Look for the string "ThrottleWindow" in the listing. Copy each line that has it.

****************

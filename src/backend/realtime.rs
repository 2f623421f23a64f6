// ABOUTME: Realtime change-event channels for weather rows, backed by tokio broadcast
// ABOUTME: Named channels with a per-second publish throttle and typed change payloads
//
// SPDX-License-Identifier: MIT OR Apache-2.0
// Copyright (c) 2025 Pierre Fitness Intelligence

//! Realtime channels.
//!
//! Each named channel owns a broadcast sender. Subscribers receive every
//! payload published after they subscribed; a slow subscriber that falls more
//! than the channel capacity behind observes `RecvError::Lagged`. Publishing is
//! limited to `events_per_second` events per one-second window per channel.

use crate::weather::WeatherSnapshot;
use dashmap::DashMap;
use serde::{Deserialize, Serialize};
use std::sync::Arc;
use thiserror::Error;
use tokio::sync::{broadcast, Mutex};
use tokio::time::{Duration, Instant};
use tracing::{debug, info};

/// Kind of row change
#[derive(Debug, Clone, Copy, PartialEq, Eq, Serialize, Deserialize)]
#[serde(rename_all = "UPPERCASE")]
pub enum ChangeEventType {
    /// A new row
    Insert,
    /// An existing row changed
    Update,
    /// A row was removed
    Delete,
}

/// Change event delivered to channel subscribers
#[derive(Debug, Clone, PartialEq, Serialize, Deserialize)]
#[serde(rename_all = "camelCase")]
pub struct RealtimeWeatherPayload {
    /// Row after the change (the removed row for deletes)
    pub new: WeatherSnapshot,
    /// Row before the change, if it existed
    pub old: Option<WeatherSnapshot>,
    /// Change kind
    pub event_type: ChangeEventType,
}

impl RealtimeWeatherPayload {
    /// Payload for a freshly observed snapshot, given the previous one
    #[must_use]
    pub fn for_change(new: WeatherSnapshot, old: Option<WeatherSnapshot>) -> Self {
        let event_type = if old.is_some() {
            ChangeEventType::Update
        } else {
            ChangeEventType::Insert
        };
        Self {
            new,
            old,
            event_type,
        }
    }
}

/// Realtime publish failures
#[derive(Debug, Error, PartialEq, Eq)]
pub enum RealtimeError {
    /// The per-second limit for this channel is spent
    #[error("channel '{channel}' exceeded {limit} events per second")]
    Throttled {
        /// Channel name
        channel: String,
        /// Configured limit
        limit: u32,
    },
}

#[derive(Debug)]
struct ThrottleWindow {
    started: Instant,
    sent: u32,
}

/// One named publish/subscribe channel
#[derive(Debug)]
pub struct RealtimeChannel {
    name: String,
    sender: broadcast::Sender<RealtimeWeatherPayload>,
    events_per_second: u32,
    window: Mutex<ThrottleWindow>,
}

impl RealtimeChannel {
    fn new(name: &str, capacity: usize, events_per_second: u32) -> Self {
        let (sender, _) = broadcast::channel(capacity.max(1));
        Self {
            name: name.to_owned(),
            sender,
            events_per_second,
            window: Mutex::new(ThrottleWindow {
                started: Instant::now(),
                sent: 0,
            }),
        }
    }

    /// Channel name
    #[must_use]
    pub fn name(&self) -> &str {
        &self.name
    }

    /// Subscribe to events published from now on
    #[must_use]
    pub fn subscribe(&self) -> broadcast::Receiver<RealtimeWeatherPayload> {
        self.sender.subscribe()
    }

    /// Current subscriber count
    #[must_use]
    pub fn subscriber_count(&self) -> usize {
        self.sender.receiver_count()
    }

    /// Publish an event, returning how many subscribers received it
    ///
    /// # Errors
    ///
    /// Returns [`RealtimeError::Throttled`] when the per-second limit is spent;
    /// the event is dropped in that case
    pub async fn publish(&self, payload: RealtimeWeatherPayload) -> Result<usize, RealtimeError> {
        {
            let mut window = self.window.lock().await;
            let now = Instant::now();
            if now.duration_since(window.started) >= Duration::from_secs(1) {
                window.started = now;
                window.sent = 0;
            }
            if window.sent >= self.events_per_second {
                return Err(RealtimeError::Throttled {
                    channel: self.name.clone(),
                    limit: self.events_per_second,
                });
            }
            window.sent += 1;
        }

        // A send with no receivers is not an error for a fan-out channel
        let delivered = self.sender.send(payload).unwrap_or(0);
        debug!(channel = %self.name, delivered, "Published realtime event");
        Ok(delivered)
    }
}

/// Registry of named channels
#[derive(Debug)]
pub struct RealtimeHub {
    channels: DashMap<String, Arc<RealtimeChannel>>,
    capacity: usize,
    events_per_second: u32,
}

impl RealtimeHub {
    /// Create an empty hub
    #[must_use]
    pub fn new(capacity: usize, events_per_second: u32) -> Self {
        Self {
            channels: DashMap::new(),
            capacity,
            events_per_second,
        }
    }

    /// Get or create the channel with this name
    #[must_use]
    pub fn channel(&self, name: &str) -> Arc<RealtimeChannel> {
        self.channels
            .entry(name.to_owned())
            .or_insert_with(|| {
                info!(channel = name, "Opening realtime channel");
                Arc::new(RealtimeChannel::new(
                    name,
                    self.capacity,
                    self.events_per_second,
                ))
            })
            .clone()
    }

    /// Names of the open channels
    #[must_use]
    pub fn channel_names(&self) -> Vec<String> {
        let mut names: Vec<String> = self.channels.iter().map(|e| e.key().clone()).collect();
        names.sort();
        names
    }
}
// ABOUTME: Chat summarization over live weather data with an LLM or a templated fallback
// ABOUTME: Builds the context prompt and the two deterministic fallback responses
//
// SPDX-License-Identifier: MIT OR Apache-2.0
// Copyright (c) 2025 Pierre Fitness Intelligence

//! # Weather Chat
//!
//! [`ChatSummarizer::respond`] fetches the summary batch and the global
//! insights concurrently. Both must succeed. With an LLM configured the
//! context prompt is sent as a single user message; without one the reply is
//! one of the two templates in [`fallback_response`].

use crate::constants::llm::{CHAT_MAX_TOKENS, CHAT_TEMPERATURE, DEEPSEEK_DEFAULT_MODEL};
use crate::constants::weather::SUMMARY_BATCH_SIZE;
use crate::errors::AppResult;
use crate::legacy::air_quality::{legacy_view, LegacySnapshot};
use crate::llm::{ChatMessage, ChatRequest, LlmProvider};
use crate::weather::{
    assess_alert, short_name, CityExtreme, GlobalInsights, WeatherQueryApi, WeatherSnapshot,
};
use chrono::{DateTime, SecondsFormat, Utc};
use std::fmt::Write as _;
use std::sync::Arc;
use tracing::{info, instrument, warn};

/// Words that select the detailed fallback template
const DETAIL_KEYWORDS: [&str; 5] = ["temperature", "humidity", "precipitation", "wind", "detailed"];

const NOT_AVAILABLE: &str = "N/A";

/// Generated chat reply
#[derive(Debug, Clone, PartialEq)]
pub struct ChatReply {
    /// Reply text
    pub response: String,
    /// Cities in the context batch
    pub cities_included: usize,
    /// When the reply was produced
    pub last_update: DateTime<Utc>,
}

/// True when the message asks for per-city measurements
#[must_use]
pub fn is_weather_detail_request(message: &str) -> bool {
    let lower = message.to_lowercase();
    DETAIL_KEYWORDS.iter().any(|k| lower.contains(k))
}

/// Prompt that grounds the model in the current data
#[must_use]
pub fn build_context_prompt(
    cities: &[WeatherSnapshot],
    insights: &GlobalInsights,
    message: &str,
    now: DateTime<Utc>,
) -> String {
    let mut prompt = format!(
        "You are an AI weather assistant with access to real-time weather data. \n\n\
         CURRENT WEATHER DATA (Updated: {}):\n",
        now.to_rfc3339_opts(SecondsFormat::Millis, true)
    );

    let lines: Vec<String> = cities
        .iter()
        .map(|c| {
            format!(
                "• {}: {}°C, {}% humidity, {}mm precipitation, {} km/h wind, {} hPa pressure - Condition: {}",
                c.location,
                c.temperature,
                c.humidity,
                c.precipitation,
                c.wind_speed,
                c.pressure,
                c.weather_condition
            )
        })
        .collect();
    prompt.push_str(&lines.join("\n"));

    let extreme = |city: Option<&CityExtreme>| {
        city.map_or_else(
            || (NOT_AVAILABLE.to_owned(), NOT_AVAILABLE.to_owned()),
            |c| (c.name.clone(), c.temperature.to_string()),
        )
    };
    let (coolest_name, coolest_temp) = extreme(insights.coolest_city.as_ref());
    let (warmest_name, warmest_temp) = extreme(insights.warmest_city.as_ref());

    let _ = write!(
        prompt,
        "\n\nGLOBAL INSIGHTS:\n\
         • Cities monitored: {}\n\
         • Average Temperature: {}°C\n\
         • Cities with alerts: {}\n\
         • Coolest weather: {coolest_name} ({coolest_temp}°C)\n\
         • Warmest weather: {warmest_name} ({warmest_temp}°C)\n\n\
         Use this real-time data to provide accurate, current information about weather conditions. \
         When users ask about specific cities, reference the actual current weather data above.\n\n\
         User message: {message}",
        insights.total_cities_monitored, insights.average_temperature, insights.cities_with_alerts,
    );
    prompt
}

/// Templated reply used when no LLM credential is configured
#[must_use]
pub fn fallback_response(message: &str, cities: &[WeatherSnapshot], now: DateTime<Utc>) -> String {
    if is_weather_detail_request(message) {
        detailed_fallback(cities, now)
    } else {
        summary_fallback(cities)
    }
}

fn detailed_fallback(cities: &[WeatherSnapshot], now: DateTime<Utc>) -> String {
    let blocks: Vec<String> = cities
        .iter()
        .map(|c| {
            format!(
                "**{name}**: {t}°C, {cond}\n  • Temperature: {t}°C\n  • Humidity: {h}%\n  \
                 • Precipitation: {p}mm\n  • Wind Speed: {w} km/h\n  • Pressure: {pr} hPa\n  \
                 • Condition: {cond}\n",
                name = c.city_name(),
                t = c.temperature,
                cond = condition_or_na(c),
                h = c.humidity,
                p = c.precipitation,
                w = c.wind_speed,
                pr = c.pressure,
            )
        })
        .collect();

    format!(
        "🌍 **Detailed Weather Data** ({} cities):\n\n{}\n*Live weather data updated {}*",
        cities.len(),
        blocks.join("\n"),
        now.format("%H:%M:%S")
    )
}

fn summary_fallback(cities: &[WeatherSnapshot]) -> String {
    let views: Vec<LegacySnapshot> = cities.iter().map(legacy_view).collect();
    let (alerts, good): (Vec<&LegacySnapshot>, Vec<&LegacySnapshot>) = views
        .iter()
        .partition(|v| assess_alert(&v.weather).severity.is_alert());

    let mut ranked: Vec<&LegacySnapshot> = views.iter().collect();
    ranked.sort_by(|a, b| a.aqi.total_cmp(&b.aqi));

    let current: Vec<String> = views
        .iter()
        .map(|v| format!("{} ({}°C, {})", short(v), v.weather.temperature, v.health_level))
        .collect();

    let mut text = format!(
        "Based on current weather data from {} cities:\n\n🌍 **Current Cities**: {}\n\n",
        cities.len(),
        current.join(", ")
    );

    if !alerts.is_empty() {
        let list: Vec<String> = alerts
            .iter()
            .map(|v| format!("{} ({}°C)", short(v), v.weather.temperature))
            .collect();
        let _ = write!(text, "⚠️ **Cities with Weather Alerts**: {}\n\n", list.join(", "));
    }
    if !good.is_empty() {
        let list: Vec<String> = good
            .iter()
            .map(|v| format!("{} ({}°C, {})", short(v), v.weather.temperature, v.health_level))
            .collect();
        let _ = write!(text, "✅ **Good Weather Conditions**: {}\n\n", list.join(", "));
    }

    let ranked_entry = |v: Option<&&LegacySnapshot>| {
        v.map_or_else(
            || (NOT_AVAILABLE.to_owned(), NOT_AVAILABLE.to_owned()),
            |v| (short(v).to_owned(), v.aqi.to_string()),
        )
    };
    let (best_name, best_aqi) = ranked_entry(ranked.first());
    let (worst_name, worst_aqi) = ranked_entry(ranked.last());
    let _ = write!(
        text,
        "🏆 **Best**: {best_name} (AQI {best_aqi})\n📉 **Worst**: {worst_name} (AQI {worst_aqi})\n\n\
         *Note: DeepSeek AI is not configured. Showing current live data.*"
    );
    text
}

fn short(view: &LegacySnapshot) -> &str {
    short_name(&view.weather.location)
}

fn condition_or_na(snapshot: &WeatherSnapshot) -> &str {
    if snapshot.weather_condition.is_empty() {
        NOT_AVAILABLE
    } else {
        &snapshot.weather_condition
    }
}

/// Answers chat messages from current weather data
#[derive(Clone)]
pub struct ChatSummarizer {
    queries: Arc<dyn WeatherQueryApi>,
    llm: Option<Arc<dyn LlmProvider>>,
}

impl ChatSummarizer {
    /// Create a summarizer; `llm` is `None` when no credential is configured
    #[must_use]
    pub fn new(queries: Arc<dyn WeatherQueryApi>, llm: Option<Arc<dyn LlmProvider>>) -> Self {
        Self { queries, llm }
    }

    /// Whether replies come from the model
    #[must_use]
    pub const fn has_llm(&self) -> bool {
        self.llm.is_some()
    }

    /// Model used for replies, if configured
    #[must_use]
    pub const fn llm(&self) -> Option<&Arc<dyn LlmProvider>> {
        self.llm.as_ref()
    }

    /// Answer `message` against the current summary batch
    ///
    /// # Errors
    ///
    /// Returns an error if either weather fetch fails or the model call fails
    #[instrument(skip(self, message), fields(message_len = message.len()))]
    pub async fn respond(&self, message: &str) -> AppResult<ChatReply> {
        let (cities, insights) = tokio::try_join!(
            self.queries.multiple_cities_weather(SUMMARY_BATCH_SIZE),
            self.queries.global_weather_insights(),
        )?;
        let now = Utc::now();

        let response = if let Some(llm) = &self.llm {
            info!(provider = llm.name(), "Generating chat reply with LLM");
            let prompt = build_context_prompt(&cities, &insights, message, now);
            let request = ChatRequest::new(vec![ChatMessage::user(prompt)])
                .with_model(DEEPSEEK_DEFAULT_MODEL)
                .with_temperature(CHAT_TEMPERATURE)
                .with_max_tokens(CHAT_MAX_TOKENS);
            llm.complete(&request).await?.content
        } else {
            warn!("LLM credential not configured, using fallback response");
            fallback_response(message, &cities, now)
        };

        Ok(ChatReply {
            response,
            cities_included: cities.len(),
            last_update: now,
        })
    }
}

****************

# Answer to this exercise
struct ThrottleWindow {
    window: Mutex<ThrottleWindow>,
            window: Mutex::new(ThrottleWindow {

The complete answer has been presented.